Back in the saddle tomorrow. It promises to be a busy day, a typical Saturday.
I've been itching to get into it all again. As I said yesterday, I had had no idea that the bets were still being followed. It has taught me that it's ok to let go of the reins sometimes. That doesn't come naturally. I say I like to be in control. Others say I'm sphinctorally (?) retentive.
What has surprised me is that when I learnt that we were still betting, I really wasn't that bothered to find out how it had all been going results-wise. I was more interested in how it had all been working mechanically. Had the bets been spread around the bookies? Were BOG bookies utilised when appropriate? Were the better prices being missed significantly more than was usual?
What does this lack of curiosity over performance levels show? Possibly that I have considerable faith in the services and tipsters that I am following. Taking a step away from it all has definitely shown me that when you're putting the bets on day in and day out, it is so, so easy to become absorbed by the here and now, and more and more difficult to see the bigger picture. It's all very simple to continually bash on about how performance must be viewed over the long term, but not so easy perhaps to put that self-preaching into practice. Being away from the action for a few days has made me realise this, and that is why the performance over the last few days is to my mind, less important than knowing that in my absence things have carried on as normal in terms of the actual placing of the bets.
Last week I mentioned in a post that I intend to simplify things moving forward, and I think perhaps that I ought to explain exactly what I mean by this. When things were going badly earlier this month, I found myself wasting a lot of time and nervous energy agonising over whether or not to drop a service for poor performance. I remember I did a similar thing previously with Sports Investor, and even made the cardinal sin of finally deciding to drop it, being lured back into following for a short period, and then dropping it once and for all. What a palaver!

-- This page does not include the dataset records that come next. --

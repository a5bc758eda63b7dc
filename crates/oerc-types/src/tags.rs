//! Paper tag helpers used by the upload form and the public research view.

use std::collections::BTreeSet;

use crate::paper::ResearchPaper;

/// Label given to papers uploaded without any tags.
pub const DEFAULT_TAG: &str = "Research";

/// Trim labels, drop empty ones and duplicates, keep first-seen order.
///
/// An empty result becomes `[DEFAULT_TAG]`.
pub fn normalize_tags<I, S>(tags: I) -> Vec<String>
where
    I: IntoIterator<Item = S>,
    S: AsRef<str>,
{
    let mut seen = BTreeSet::new();
    let mut out = Vec::new();
    for tag in tags {
        let tag = tag.as_ref().trim();
        if !tag.is_empty() && seen.insert(tag.to_string()) {
            out.push(tag.to_string());
        }
    }
    if out.is_empty() {
        out.push(DEFAULT_TAG.to_string());
    }
    out
}

/// Split a comma-separated tag field.
pub fn parse_tag_list(input: &str) -> Vec<String> {
    input
        .split(',')
        .map(str::trim)
        .filter(|t| !t.is_empty())
        .map(str::to_string)
        .collect()
}

/// Papers carrying every selected tag. No selection returns all papers.
pub fn filter_by_tags<'a>(papers: &'a [ResearchPaper], selected: &[String]) -> Vec<&'a ResearchPaper> {
    papers
        .iter()
        .filter(|p| selected.iter().all(|tag| p.has_tag(tag)))
        .collect()
}

/// Every tag in use, deduplicated and sorted.
pub fn available_tags(papers: &[ResearchPaper]) -> Vec<String> {
    papers
        .iter()
        .flat_map(|p| p.tags.iter().cloned())
        .collect::<BTreeSet<_>>()
        .into_iter()
        .collect()
}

I also think that when things are not going well, there is a very strong temptation to start meddling and tinkering. This is not good. I am convinced that consistency is key when trying to make money from using various services. Of course, minor adjustments need to be made from time to time, perhaps with staking for example, but generally speaking, consistency of approach is king. Knowing this though doesn't diminish the desire to start changing things when results are not going your way.
So I am going to absolve myself of any responsibilities re. deciding when exactly to drop services. I am going to pass that buck onto others; those with more experience than I. I imagine you realise who and what I'm referring to. And no, not the wife. Not on this one.
Back Sunday. Have a great weekend, chaps.